What's black and white and yellow all over?

Saturday, April 19, 2014

If I could only have one book on desserts...this may be it*

 
Classic Home Desserts: A Treasury of Heirloom and Contemporary Recipes from Around the World
By Richard Sax
Houghton Mifflin 1994

Where to begin with this wonderful book? It is a trove of solid recipes, historical information, and useful tips. It is huge--nearly 700 pages and over 350 recipes. Everything I have tried has been good. It won multiple awards, including IACP and James Beard awards. And it's as good to read as it is to cook from.

When I need to bake something for a group, I turn here. When I need a comfort dessert, I turn here. When I need a basic dessert formula, I turn here. The flavors are always spot on, the instructions clear, and I usually find some inspiration just by turning the pages

Sax wrote several cookbooks as well as writing for Bon Appétit. His voice is friendly, assured, and calm. The word "classic" in the title is telling--very little fusion or forced pairings are present. This is not competitive cooking, but practical and joyous cooking.

Although the subtitle references world cuisine, my experience with the book is that it is dominated by American and British cookery, followed by French and European. And that's ok--it's big enough as it is.

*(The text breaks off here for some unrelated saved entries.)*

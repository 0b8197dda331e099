//! Parser for detailed service blocks (`launchctl print` and the legacy
//! `launchctl list <label>` dictionary).
//!
//! Three line grammars are accepted at the service's own level:
//!
//! - `key = value`
//! - `key: value`
//! - `"Key" = "Value";` (legacy)
//!
//! Nested blocks (`= {` / `= (`) are skipped entirely. A wrapper block on
//! the first line (a `gui/501/com.example = {` target header or a bare `{`)
//! is the service itself and is parsed. Any other opening line is nested.

use regex::Regex;
use std::collections::BTreeMap;
use std::sync::LazyLock;

/// `gui/501/com.example.agent = {` style header naming the print target.
static TARGET_HEADER: LazyLock<Regex> = LazyLock::new(|| {
    Regex::new(r"^[A-Za-z]+(?:/[^\s/=]+)+\s*=\s*\{$").expect("valid target header regex")
});

static LEGACY_PAIR: LazyLock<Regex> = LazyLock::new(|| {
    Regex::new(r#"^"([^"]+)"\s*=\s*(.*?)\s*;?\s*$"#).expect("valid legacy regex")
});

/// Known spellings collapsed to one canonical key, indexed by the key with
/// case and separators removed.
const SYNONYMS: &[(&str, &str)] = &[
    ("pid", "pid"),
    ("processid", "pid"),
    ("processidentifier", "pid"),
    ("lastexitcode", "last_exit_code"),
    ("lastexitstatus", "last_exit_status"),
    ("lastexitreason", "last_exit_reason"),
    ("status", "state"),
    ("state", "state"),
    ("label", "label"),
    ("path", "path"),
    ("plistpath", "path"),
    ("program", "program"),
    ("programpath", "program"),
    ("programarguments", "arguments"),
    ("arguments", "arguments"),
    ("domain", "domain"),
    ("type", "type"),
    ("servicetype", "type"),
    ("activecount", "active_count"),
    ("bundleid", "bundle_id"),
    ("bundleidentifier", "bundle_id"),
    ("teamid", "team_id"),
    ("teamidentifier", "team_id"),
];

/// Parse a detail block into a flat map of normalized keys.
///
/// Malformed or empty input yields an empty map.
pub fn parse_print(output: &str) -> BTreeMap<String, String> {
    let mut map = BTreeMap::new();
    let mut lines = output.lines().map(str::trim).filter(|l| !l.is_empty()).peekable();

    // The outermost wrapper, if present, is the service block itself
    let base = match lines.peek() {
        Some(first) if is_wrapper(first) => {
            lines.next();
            1
        }
        _ => 0,
    };
    let mut depth: usize = base;

    for line in lines {
        if depth > base {
            if is_opener(line) {
                depth += 1;
            } else if is_closer(line) {
                depth -= 1;
            }
            continue;
        }

        if is_closer(line) {
            depth = depth.saturating_sub(1);
            continue;
        }
        if is_opener(line) {
            depth += 1;
            continue;
        }
        if is_inline_block(line) {
            continue;
        }

        if let Some((key, value)) = parse_pair(line) {
            first_occurrence_wins(&mut map, normalize_key(&key), value);
        }
    }

    map
}

/// Dedup policy for detail keys: the first value seen for a key is kept.
///
/// Returns whether the value was inserted.
pub fn first_occurrence_wins(
    map: &mut BTreeMap<String, String>,
    key: String,
    value: String,
) -> bool {
    if map.contains_key(&key) {
        return false;
    }
    map.insert(key, value);
    true
}

/// Normalize a key: case and separator insensitive, synonyms collapsed,
/// otherwise snake_case of the raw key.
pub fn normalize_key(raw: &str) -> String {
    let snake = to_snake_case(raw);
    let compact: String = snake.chars().filter(|c| *c != '_').collect();
    SYNONYMS
        .iter()
        .find(|(spelling, _)| *spelling == compact)
        .map(|(_, canonical)| (*canonical).to_string())
        .unwrap_or(snake)
}

fn to_snake_case(raw: &str) -> String {
    let chars: Vec<char> = raw.trim().chars().collect();
    let mut out = String::with_capacity(chars.len() + 4);

    for (i, &c) in chars.iter().enumerate() {
        if !c.is_alphanumeric() {
            if !out.is_empty() && !out.ends_with('_') {
                out.push('_');
            }
            continue;
        }
        if c.is_uppercase() && i > 0 {
            let prev = chars[i - 1];
            let next_lower = chars.get(i + 1).is_some_and(|n| n.is_lowercase());
            let boundary = prev.is_lowercase()
                || prev.is_ascii_digit()
                || (prev.is_uppercase() && next_lower);
            if boundary && !out.ends_with('_') {
                out.push('_');
            }
        }
        out.extend(c.to_lowercase());
    }

    out.trim_end_matches('_').to_string()
}

fn is_wrapper(line: &str) -> bool {
    line == "{" || TARGET_HEADER.is_match(line)
}

fn is_opener(line: &str) -> bool {
    line.ends_with('{') || line.ends_with('(')
}

fn is_closer(line: &str) -> bool {
    line.starts_with('}') || line.starts_with(')')
}

fn is_inline_block(line: &str) -> bool {
    line.contains('{') && line.ends_with('}')
}

fn parse_pair(line: &str) -> Option<(String, String)> {
    if let Some(caps) = LEGACY_PAIR.captures(line) {
        let key = caps.get(1)?.as_str().trim();
        let value = clean_value(caps.get(2)?.as_str());
        return (!key.is_empty()).then(|| (key.to_string(), value));
    }

    // Whichever separator comes first splits the line
    let eq = line.find('=');
    let colon = line.find(':');
    let (idx, sep_len) = match (eq, colon) {
        (Some(e), Some(c)) if c < e => (c, 1),
        (Some(e), _) => (e, if line[e..].starts_with("=>") { 2 } else { 1 }),
        (None, Some(c)) => (c, 1),
        (None, None) => return None,
    };

    let key = line[..idx].trim();
    if key.is_empty() || key.contains('"') {
        return None;
    }
    let value = clean_value(&line[idx + sep_len..]);
    Some((key.to_string(), value))
}

fn clean_value(raw: &str) -> String {
    let value = raw.trim().trim_end_matches(';').trim();
    let unquoted = value
        .strip_prefix('"')
        .and_then(|v| v.strip_suffix('"'))
        .unwrap_or(value);
    unquoted.to_string()
}

#[cfg(test)]
mod tests {
    use super::*;

    #[test]
    fn test_normalize_key_synonyms() {
        assert_eq!(normalize_key("last exit status"), "last_exit_status");
        assert_eq!(normalize_key("lastExitStatus"), "last_exit_status");
        assert_eq!(normalize_key("LastExitStatus"), "last_exit_status");
        assert_eq!(normalize_key("last exit code"), "last_exit_code");
        assert_eq!(normalize_key("PID"), "pid");
        assert_eq!(normalize_key("process id"), "pid");
        assert_eq!(normalize_key("process-id"), "pid");
        assert_eq!(normalize_key("status"), "state");
        assert_eq!(normalize_key("ProgramArguments"), "arguments");
    }

    #[test]
    fn test_normalize_key_fallback_snake_case() {
        assert_eq!(normalize_key("active count"), "active_count");
        assert_eq!(normalize_key("LimitLoadToSessionType"), "limit_load_to_session_type");
        assert_eq!(normalize_key("XPCServiceName"), "xpc_service_name");
        assert_eq!(normalize_key("spawn type"), "spawn_type");
        assert_eq!(normalize_key("exec.context"), "exec_context");
        assert_eq!(normalize_key("  Trailing--Dashes-- "), "trailing_dashes");
    }

    #[test]
    fn test_parse_modern_print() {
        let output = "gui/501/com.example.agent = {\n\
                      \tactive count = 1\n\
                      \tpath = /Users/me/Library/LaunchAgents/com.example.agent.plist\n\
                      \ttype = LaunchAgent\n\
                      \tstate = running\n\
                      \tprogram = /usr/local/bin/agent\n\
                      \targuments = {\n\
                      \t\t/usr/local/bin/agent\n\
                      \t\t--serve\n\
                      \t}\n\
                      \tdomain = gui/501 [100005]\n\
                      \tpid = 4242\n\
                      \tlast exit code = (never exited)\n\
                      }\n";
        let map = parse_print(output);
        assert_eq!(map.get("active_count").map(String::as_str), Some("1"));
        assert_eq!(map.get("type").map(String::as_str), Some("LaunchAgent"));
        assert_eq!(map.get("state").map(String::as_str), Some("running"));
        assert_eq!(map.get("pid").map(String::as_str), Some("4242"));
        assert_eq!(
            map.get("last_exit_code").map(String::as_str),
            Some("(never exited)")
        );
        assert_eq!(map.get("domain").map(String::as_str), Some("gui/501 [100005]"));
        // Nested block contents never leak into the map
        assert!(!map.contains_key("arguments"));
        assert!(!map.values().any(|v| v == "--serve"));
    }

    #[test]
    fn test_nested_blocks_skipped_at_any_depth() {
        let output = "system/com.example.daemon = {\n\
                      \tpid = 1\n\
                      \tendpoints = {\n\
                      \t\t\"com.example.xpc\" = {\n\
                      \t\t\tport = 0x1234\n\
                      \t\t\tpid = 999\n\
                      \t\t}\n\
                      \t\tstate: inner\n\
                      \t}\n\
                      \tstate = waiting\n\
                      }\n";
        let map = parse_print(output);
        assert_eq!(map.get("pid").map(String::as_str), Some("1"));
        assert_eq!(map.get("state").map(String::as_str), Some("waiting"));
        assert!(!map.contains_key("port"));
        assert_eq!(map.len(), 2);
    }

    #[test]
    fn test_leading_nested_block_without_wrapper() {
        let map = parse_print("endpoints = {\n\"com.x.port\" = 1\n}\npid = 5\n");
        assert_eq!(map.get("pid").map(String::as_str), Some("5"));
        assert!(!map.contains_key("com_x_port"));
        assert_eq!(map.len(), 1);

        let map = parse_print("arguments = (\n\t--flag\n)\nstate = running\n");
        assert_eq!(map.get("state").map(String::as_str), Some("running"));
        assert_eq!(map.len(), 1);
    }

    #[test]
    fn test_wrapper_detection() {
        assert!(is_wrapper("{"));
        assert!(is_wrapper("gui/501/com.example.agent = {"));
        assert!(is_wrapper("system/com.example.daemon = {"));
        assert!(!is_wrapper("endpoints = {"));
        assert!(!is_wrapper("\"com.example.xpc\" = {"));
        assert!(!is_wrapper("arguments = ("));
    }

    #[test]
    fn test_parse_legacy_dictionary() {
        let output = "{\n\
                      \t\"LimitLoadToSessionType\" = \"Aqua\";\n\
                      \t\"Label\" = \"com.example.legacy\";\n\
                      \t\"OnDemand\" = true;\n\
                      \t\"LastExitStatus\" = 0;\n\
                      \t\"PID\" = 321;\n\
                      \t\"Program\" = \"/usr/bin/legacy\";\n\
                      \t\"ProgramArguments\" = (\n\
                      \t\t\"/usr/bin/legacy\";\n\
                      \t\t\"-x\";\n\
                      \t);\n\
                      };\n";
        let map = parse_print(output);
        assert_eq!(map.get("label").map(String::as_str), Some("com.example.legacy"));
        assert_eq!(map.get("pid").map(String::as_str), Some("321"));
        assert_eq!(map.get("last_exit_status").map(String::as_str), Some("0"));
        assert_eq!(map.get("program").map(String::as_str), Some("/usr/bin/legacy"));
        assert_eq!(map.get("on_demand").map(String::as_str), Some("true"));
        assert_eq!(
            map.get("limit_load_to_session_type").map(String::as_str),
            Some("Aqua")
        );
        assert!(!map.contains_key("arguments"));
    }

    #[test]
    fn test_colon_grammar_without_wrapper() {
        let output = "Label: com.example.colon\nStatus: running\nProcess ID: 77\n";
        let map = parse_print(output);
        assert_eq!(map.get("label").map(String::as_str), Some("com.example.colon"));
        assert_eq!(map.get("state").map(String::as_str), Some("running"));
        assert_eq!(map.get("pid").map(String::as_str), Some("77"));
    }

    #[test]
    fn test_first_occurrence_wins() {
        let output = "pid = 10\nPID = 20\nprocess-id: 30\nstatus = running\nstate = exited\n";
        let map = parse_print(output);
        assert_eq!(map.get("pid").map(String::as_str), Some("10"));
        assert_eq!(map.get("state").map(String::as_str), Some("running"));

        let mut direct = BTreeMap::new();
        assert!(first_occurrence_wins(&mut direct, "k".into(), "a".into()));
        assert!(!first_occurrence_wins(&mut direct, "k".into(), "b".into()));
        assert_eq!(direct["k"], "a");
    }

    #[test]
    fn test_separator_precedence() {
        let map = parse_print("path = /tmp/a:b\nwhen: 10=ten\n");
        assert_eq!(map.get("path").map(String::as_str), Some("/tmp/a:b"));
        assert_eq!(map.get("when").map(String::as_str), Some("10=ten"));
    }

    #[test]
    fn test_malformed_input_yields_empty_map() {
        assert!(parse_print("").is_empty());
        assert!(parse_print("\n\n").is_empty());
        assert!(parse_print("just some words\nno separators here\n").is_empty());
        assert!(parse_print("= orphan value\n: another\n").is_empty());

        // Unterminated nested block swallows the rest
        let map = parse_print("state = ok\nbroken = {\npid = 3\n");
        assert_eq!(map.len(), 1);
        assert_eq!(map.get("state").map(String::as_str), Some("ok"));
        assert!(parse_print("inline = { a = b }\n").is_empty());
    }
}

One of the fun extras is the use of sidebars highlighting historic recipes and accounts of traditional foodways. Another plus is how many recipes can be converted into breakfast items!

Sax died way too young. I would have enjoyed more from him. But at least we have this great book. Here's what I have made from this:

Coffee Coffee Cake with Espresso Glaze--it's like a cappuccino flavored sour cream coffee cake!

New York-Style Sour Cream Cheesecake--I am not a huge cheesecake fan, but I have family members who are, so I make this for them. It not only has the right flavor (not too sweet) and texture (dense), it also one of the simpler recipes, with no fussing about with a water bath. Sax says it is based on Lindy's original recipe.

Double Chocolate Pudding--Pudding for grownups, this uses both cocoa and chocolate. The result is actually a tad closer to a mousse than a pudding, but it has excellent flavor.

Reuben's Legendary Apple Pancake--a kind of Dutch baby with apples. The whole thing is repeatedly flipped and caramelized with butter and sugar. I'm sure the original at Reuben's was fantastic, and Sax's is also delicious, but over the years, my tinkering has resulted in something different from halving the recipe, ditching the raisins, wanting a higher apple percentage, and trying to make the flipping go more easily--no matter how hard I tried the sheer volume of the original recipe in the 8 inch pan just didn’t work for me. Here’s where I am so far, but this is one that always comes out a little differently. Feel free to make it your own.

Caramelized Apple Pancake
1 large apple
3 Tbs butter
3 Tbs sugar
1 Tbs brandy or bourbon
2 eggs
¼ c. milk
½ tsp vanilla
pinch of salt
¼ c. flour

Peel and slice the apple. In a 10-inch nonstick skillet sauté apple slices in 1 Tbs of butter until tender and golden. Add 1 Tbs of sugar and toss. Let the apples caramelize a little then, carefully, add the brandy. Let the alcohol cook off.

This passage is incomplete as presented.